Requirement: Your answer should be the records below, repeated exactly as they stand.

Records supplied:
□ □ □ □ □
use std::sync::Arc;

use crate::model::DateRange;
use crate::store::{BookingStore, StoreError};

/// Arbitrates whether a proposed date range is free, by asking the store for
/// conflicting bookings. A range is available iff the conflict query comes
/// back empty.
///
/// The conflict query is the store's containment predicate (`encloses`), not
/// true interval overlap — see `DateRange::encloses` for the gap this leaves.
pub struct AvailabilityChecker {
    store: Arc<dyn BookingStore>,
}

impl AvailabilityChecker {
    pub fn new(store: Arc<dyn BookingStore>) -> Self {
        Self { store }
    }

    pub async fn is_available(&self, range: &DateRange) -> Result<bool, StoreError> {
        let conflicts = self.store.query_by_date_range(range).await?;
        Ok(conflicts.is_empty())
    }
}
use std::path::PathBuf;
use std::sync::Arc;

use tokio::net::TcpListener;
use tokio::sync::Semaphore;
use tracing::info;

use bookd::booking::{AvailabilityChecker, BookingService, RequestValidator};
use bookd::http;
use bookd::store::{self, WalStore};

#[tokio::main]
async fn main() -> Result<(), Box<dyn std::error::Error>> {
    tracing_subscriber::fmt::init();

    let metrics_port: Option<u16> = std::env::var("BOOKD_METRICS_PORT")
        .ok()
        .and_then(|s| s.parse().ok());
    bookd::observability::init(metrics_port);

    let port = std::env::var("BOOKD_PORT").unwrap_or_else(|_| "8080".into());
    let bind = std::env::var("BOOKD_BIND").unwrap_or_else(|_| "0.0.0.0".into());
    let data_dir = std::env::var("BOOKD_DATA_DIR").unwrap_or_else(|_| "./data".into());
    let max_connections: usize = std::env::var("BOOKD_MAX_CONNECTIONS")
        .ok()
        .and_then(|s| s.parse().ok())
        .unwrap_or(256);
    let compact_threshold: u64 = std::env::var("BOOKD_COMPACT_THRESHOLD")
        .ok()
        .and_then(|s| s.parse().ok())
        .unwrap_or(1000);

    // Ensure data directory exists
    std::fs::create_dir_all(&data_dir)?;

    let wal_path = PathBuf::from(&data_dir).join("bookings.wal");
    let store = Arc::new(WalStore::open(&wal_path)?);
    let service = Arc::new(BookingService::new(
        RequestValidator,
        AvailabilityChecker::new(store.clone()),
        store.clone(),
    ));
    tokio::spawn(store::run_compactor(store.clone(), compact_threshold));

    let semaphore = Arc::new(Semaphore::new(max_connections));

    let addr = format!("{bind}:{port}");
    let listener = TcpListener::bind(&addr).await?;
    info!("bookd listening on {addr}");
    info!("  data_dir: {data_dir}");
    info!("  max_connections: {max_connections}");
    info!(
        "  metrics: {}",
        metrics_port.map_or("disabled".to_string(), |p| format!(
            "http://0.0.0.0:{p}/metrics"
        ))
    );

    // Graceful shutdown: stop accepting on SIGTERM/ctrl-c, drain in-flight connections
    let shutdown = async {
        let ctrl_c = tokio::signal::ctrl_c();
        #[cfg(unix)]
        {
            let mut sigterm =
                tokio::signal::unix::signal(tokio::signal::unix::SignalKind::terminate())
                    .expect("failed to register SIGTERM handler");
            tokio::select! {
                _ = ctrl_c => {}
                _ = sigterm.recv() => {}
            }
        }
        #[cfg(not(unix))]
        {
            ctrl_c.await.ok();
        }
    };
    tokio::pin!(shutdown);

    loop {
        tokio::select! {
            result = listener.accept() => {
                let (socket, peer) = match result {
                    Ok(conn) => conn,
                    Err(e) => {
                        tracing::error!("accept error: {e}");
                        continue;
                    }
                };

                let permit = match semaphore.clone().try_acquire_owned() {
                    Ok(permit) => permit,
                    Err(_) => {
                        tracing::warn!("connection limit reached, rejecting {peer}");
                        metrics::counter!(bookd::observability::CONNECTIONS_REJECTED_TOTAL).increment(1);
                        drop(socket);
                        continue;
                    }
                };

                metrics::counter!(bookd::observability::CONNECTIONS_TOTAL).increment(1);
                metrics::gauge!(bookd::observability::CONNECTIONS_ACTIVE).increment(1.0);
                let service = service.clone();

                tokio::spawn(async move {
                    let _permit = permit; // held until connection closes
                    if let Err(e) = http::process_connection(socket, service).await {
                        tracing::error!("connection error from {peer}: {e}");
                    }
                    metrics::gauge!(bookd::observability::CONNECTIONS_ACTIVE).decrement(1.0);
                });
            }
            _ = &mut shutdown => {
                info!("shutdown signal received, stopping accept loop");
                break;
            }
        }
    }

    // Wait for in-flight connections to finish (up to 10s)
    info!("draining connections...");
    let drain_deadline = tokio::time::sleep(std::time::Duration::from_secs(10));
    tokio::pin!(drain_deadline);

    loop {
        if semaphore.available_permits() == max_connections {
            info!("all connections drained");
            break;
        }
        tokio::select! {
            _ = &mut drain_deadline => {
                let remaining = max_connections - semaphore.available_permits();
                tracing::warn!("drain timeout, {remaining} connections still open");
                break;
            }
            _ = tokio::time::sleep(std::time::Duration::from_millis(100)) => {}
        }
    }

    info!("bookd stopped");
    Ok(())
}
□ □ □ □ □
Answer space:
use std::sync::Arc;

use crate::model::DateRange;
use crate::store::{BookingStore, StoreError};

/// Arbitrates whether a proposed date range is free, by asking the store for
/// conflicting bookings. A range is available iff the conflict query comes
/// back empty.
///
/// The conflict query is the store's containment predicate (`encloses`), not
/// true interval overlap — see `DateRange::encloses` for the gap this leaves.
pub struct AvailabilityChecker {
    store: Arc<dyn BookingStore>,
}

impl AvailabilityChecker {
    pub fn new(store: Arc<dyn BookingStore>) -> Self {
        Self { store }
    }

    pub async fn is_available(&self, range: &DateRange) -> Result<bool, StoreError> {
        let conflicts = self.store.query_by_date_range(range).await?;
        Ok(conflicts.is_empty())
    }
}
use std::path::PathBuf;
use std::sync::Arc;

use tokio::net::TcpListener;
use tokio::sync::Semaphore;
use tracing::info;

use bookd::booking::{AvailabilityChecker, BookingService, RequestValidator};
use bookd::http;
use bookd::store::{self, WalStore};

#[tokio::main]
async fn main() -> Result<(), Box<dyn std::error::Error>> {
    tracing_subscriber::fmt::init();

    let metrics_port: Option<u16> = std::env::var("BOOKD_METRICS_PORT")
        .ok()
        .and_then(|s| s.parse().ok());
    bookd::observability::init(metrics_port);

    let port = std::env::var("BOOKD_PORT").unwrap_or_else(|_| "8080".into());
    let bind = std::env::var("BOOKD_BIND").unwrap_or_else(|_| "0.0.0.0".into());
    let data_dir = std::env::var("BOOKD_DATA_DIR").unwrap_or_else(|_| "./data".into());
    let max_connections: usize = std::env::var("BOOKD_MAX_CONNECTIONS")
        .ok()
        .and_then(|s| s.parse().ok())
        .unwrap_or(256);
    let compact_threshold: u64 = std::env::var("BOOKD_COMPACT_THRESHOLD")
        .ok()
        .and_then(|s| s.parse().ok())
        .unwrap_or(1000);

    // Ensure data directory exists
    std::fs::create_dir_all(&data_dir)?;

    let wal_path = PathBuf::from(&data_dir).join("bookings.wal");
    let store = Arc::new(WalStore::open(&wal_path)?);
    let service = Arc::new(BookingService::new(
        RequestValidator,
        AvailabilityChecker::new(store.clone()),
        store.clone(),
    ));
    tokio::spawn(store::run_compactor(store.clone(), compact_threshold));

    let semaphore = Arc::new(Semaphore::new(max_connections));

    let addr = format!("{bind}:{port}");
    let listener = TcpListener::bind(&addr).await?;
    info!("bookd listening on {addr}");
    info!("  data_dir: {data_dir}");
    info!("  max_connections: {max_connections}");
    info!(
        "  metrics: {}",
        metrics_port.map_or("disabled".to_string(), |p| format!(
            "http://0.0.0.0:{p}/metrics"
        ))
    );

    // Graceful shutdown: stop accepting on SIGTERM/ctrl-c, drain in-flight connections
    let shutdown = async {
        let ctrl_c = tokio::signal::ctrl_c();
        #[cfg(unix)]
        {
            let mut sigterm =
                tokio::signal::unix::signal(tokio::signal::unix::SignalKind::terminate())
                    .expect("failed to register SIGTERM handler");
            tokio::select! {
                _ = ctrl_c => {}
                _ = sigterm.recv() => {}
            }
        }
        #[cfg(not(unix))]
        {
            ctrl_c.await.ok();
        }
    };
    tokio::pin!(shutdown);

    loop {
        tokio::select! {
            result = listener.accept() => {
                let (socket, peer) = match result {
                    Ok(conn) => conn,
                    Err(e) => {
                        tracing::error!("accept error: {e}");
                        continue;
                    }
                };

                let permit = match semaphore.clone().try_acquire_owned() {
                    Ok(permit) => permit,
                    Err(_) => {
                        tracing::warn!("connection limit reached, rejecting {peer}");
                        metrics::counter!(bookd::observability::CONNECTIONS_REJECTED_TOTAL).increment(1);
                        drop(socket);
                        continue;
                    }
                };

                metrics::counter!(bookd::observability::CONNECTIONS_TOTAL).increment(1);
                metrics::gauge!(bookd::observability::CONNECTIONS_ACTIVE).increment(1.0);
                let service = service.clone();

                tokio::spawn(async move {
                    let _permit = permit; // held until connection closes
                    if let Err(e) = http::process_connection(socket, service).await {
                        tracing::error!("connection error from {peer}: {e}");
                    }
                    metrics::gauge!(bookd::observability::CONNECTIONS_ACTIVE).decrement(1.0);
                });
            }
            _ = &mut shutdown => {
                info!("shutdown signal received, stopping accept loop");
                break;
            }
        }
    }

    // Wait for in-flight connections to finish (up to 10s)
    info!("draining connections...");
    let drain_deadline = tokio::time::sleep(std::time::Duration::from_secs(10));
    tokio::pin!(drain_deadline);

    loop {
        if semaphore.available_permits() == max_connections {
            info!("all connections drained");
            break;
        }
        tokio::select! {
            _ = &mut drain_deadline => {
                let remaining = max_connections - semaphore.available_permits();
                tracing::warn!("drain timeout, {remaining} connections still open");
                break;
            }
            _ = tokio::time::sleep(std::time::Duration::from_millis(100)) => {}
        }
    }

    info!("bookd stopped");
    Ok(())
}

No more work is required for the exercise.